■ **SUPPLIED ENTRIES**
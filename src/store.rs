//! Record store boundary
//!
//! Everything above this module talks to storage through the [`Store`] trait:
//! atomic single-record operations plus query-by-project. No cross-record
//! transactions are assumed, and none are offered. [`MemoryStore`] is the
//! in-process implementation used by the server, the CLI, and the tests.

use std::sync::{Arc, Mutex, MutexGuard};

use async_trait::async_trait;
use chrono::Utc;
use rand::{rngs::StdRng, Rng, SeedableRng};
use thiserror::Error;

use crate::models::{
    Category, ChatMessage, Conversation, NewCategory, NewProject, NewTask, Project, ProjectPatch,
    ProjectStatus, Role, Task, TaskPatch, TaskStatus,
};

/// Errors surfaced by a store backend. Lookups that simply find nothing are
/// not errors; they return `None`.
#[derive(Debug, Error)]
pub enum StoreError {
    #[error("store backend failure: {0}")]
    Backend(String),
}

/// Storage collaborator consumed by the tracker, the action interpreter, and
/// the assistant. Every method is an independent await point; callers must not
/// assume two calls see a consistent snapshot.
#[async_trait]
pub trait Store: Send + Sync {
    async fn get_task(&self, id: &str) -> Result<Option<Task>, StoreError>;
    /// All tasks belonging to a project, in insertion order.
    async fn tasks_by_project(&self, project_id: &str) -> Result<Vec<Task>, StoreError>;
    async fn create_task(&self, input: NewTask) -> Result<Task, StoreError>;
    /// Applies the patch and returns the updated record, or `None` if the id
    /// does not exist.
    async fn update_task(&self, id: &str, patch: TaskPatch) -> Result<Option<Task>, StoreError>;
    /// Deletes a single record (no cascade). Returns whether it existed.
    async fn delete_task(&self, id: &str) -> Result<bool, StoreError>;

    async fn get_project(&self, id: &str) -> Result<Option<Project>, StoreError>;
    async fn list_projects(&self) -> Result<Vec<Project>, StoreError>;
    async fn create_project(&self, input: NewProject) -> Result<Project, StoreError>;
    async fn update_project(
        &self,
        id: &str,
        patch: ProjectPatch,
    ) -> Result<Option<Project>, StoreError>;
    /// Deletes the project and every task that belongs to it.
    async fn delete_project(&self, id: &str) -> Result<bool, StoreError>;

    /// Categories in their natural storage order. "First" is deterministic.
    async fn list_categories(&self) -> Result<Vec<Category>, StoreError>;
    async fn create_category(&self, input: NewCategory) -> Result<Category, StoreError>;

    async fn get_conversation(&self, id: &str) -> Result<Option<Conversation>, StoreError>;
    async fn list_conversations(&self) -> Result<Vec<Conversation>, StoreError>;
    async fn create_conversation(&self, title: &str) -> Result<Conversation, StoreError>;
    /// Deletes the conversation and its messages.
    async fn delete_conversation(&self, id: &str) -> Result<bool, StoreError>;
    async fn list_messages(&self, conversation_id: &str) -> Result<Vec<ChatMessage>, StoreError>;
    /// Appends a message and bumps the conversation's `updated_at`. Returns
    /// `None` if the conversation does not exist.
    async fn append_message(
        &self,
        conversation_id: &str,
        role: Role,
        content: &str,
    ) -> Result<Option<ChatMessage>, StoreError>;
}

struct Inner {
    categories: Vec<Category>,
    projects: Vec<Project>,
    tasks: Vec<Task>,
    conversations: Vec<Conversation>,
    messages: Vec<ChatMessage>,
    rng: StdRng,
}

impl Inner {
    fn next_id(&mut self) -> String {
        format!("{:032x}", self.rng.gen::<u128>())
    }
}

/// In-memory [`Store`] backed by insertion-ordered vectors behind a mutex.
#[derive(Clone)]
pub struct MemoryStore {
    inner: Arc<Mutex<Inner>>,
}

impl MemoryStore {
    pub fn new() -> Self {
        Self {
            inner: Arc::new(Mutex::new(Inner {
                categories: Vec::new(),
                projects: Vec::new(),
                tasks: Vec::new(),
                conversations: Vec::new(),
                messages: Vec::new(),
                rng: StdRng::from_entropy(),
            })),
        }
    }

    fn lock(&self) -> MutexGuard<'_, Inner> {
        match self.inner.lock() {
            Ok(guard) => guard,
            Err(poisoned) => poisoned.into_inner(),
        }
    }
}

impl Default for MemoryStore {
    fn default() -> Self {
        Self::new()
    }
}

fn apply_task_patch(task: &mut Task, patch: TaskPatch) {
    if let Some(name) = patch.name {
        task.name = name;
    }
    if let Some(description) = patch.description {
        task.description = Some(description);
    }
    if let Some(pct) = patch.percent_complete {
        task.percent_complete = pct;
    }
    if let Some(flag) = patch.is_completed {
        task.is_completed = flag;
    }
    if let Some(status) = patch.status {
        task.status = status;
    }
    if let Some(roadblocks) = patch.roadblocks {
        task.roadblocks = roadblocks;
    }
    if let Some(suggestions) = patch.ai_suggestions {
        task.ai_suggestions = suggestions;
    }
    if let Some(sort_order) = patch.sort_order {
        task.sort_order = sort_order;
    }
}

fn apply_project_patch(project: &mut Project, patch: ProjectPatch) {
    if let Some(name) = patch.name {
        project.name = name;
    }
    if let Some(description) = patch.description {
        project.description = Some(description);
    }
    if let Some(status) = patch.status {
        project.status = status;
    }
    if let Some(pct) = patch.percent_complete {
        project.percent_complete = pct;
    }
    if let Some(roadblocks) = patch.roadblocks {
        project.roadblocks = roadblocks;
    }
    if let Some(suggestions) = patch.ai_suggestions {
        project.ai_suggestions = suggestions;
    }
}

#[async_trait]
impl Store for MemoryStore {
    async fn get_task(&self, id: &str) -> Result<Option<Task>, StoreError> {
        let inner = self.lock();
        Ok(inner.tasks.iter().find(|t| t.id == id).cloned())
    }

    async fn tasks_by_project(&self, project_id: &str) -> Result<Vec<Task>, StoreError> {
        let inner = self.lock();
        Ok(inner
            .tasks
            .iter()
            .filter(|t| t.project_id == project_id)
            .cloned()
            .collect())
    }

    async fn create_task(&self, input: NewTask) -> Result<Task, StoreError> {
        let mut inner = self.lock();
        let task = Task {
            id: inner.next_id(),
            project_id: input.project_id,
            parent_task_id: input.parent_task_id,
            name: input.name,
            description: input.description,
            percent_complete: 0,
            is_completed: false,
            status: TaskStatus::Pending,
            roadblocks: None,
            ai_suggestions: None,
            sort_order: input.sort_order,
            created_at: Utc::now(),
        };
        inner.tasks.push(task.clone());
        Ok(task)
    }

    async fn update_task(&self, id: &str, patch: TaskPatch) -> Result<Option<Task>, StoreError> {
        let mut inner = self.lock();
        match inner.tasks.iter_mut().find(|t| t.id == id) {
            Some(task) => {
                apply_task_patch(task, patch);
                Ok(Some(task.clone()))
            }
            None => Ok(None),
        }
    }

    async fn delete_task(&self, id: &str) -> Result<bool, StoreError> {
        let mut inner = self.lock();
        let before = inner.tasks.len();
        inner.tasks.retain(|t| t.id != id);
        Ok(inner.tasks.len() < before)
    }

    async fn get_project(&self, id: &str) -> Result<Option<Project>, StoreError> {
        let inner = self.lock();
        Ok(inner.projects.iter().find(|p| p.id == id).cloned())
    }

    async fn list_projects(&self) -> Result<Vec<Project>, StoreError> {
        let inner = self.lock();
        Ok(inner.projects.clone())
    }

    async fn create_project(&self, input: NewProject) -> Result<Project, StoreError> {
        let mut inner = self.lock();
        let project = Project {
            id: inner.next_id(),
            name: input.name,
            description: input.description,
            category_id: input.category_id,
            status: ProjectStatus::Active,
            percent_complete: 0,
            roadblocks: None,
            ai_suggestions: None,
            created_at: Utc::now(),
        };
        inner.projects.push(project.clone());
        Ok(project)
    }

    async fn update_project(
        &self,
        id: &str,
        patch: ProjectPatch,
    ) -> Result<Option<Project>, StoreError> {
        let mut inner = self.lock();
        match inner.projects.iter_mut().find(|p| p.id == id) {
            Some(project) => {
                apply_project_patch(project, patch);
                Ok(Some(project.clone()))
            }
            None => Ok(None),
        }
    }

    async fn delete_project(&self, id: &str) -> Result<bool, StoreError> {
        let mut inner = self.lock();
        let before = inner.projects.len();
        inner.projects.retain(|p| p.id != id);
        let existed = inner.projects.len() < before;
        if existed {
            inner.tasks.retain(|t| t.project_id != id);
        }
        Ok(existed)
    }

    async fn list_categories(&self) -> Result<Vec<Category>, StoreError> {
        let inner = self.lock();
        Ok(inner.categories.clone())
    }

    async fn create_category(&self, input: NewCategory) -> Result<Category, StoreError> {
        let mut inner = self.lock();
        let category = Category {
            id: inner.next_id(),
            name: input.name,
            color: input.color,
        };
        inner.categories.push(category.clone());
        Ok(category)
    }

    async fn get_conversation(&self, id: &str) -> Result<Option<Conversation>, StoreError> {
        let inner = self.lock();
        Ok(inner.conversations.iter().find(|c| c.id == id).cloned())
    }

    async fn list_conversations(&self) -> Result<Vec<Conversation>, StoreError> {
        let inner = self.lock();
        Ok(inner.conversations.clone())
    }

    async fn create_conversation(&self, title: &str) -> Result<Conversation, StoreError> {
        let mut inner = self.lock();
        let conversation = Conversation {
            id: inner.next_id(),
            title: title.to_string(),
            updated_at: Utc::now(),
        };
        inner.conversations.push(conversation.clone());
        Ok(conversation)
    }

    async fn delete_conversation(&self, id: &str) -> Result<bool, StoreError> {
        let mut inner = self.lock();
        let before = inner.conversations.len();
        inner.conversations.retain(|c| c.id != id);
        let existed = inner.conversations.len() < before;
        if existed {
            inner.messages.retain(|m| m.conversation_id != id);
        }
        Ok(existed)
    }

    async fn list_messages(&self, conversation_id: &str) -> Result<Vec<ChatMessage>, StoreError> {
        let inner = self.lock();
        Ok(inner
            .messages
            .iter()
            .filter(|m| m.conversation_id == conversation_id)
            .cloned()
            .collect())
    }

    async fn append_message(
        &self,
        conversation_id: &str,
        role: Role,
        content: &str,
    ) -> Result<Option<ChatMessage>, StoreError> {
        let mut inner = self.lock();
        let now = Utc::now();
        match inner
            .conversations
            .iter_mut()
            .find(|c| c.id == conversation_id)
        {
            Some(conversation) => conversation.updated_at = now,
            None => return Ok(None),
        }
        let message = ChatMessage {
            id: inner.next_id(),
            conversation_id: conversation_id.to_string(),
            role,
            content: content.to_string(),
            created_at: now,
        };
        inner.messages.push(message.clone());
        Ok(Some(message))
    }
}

■ **PROMPT**
Copy out each line of the entries where the word "Deletes" is found.

■ **SOLUTION TO THIS TASK**
    /// Deletes a single record (no cascade). Returns whether it existed.
    /// Deletes the project and every task that belongs to it.
    /// Deletes the conversation and its messages.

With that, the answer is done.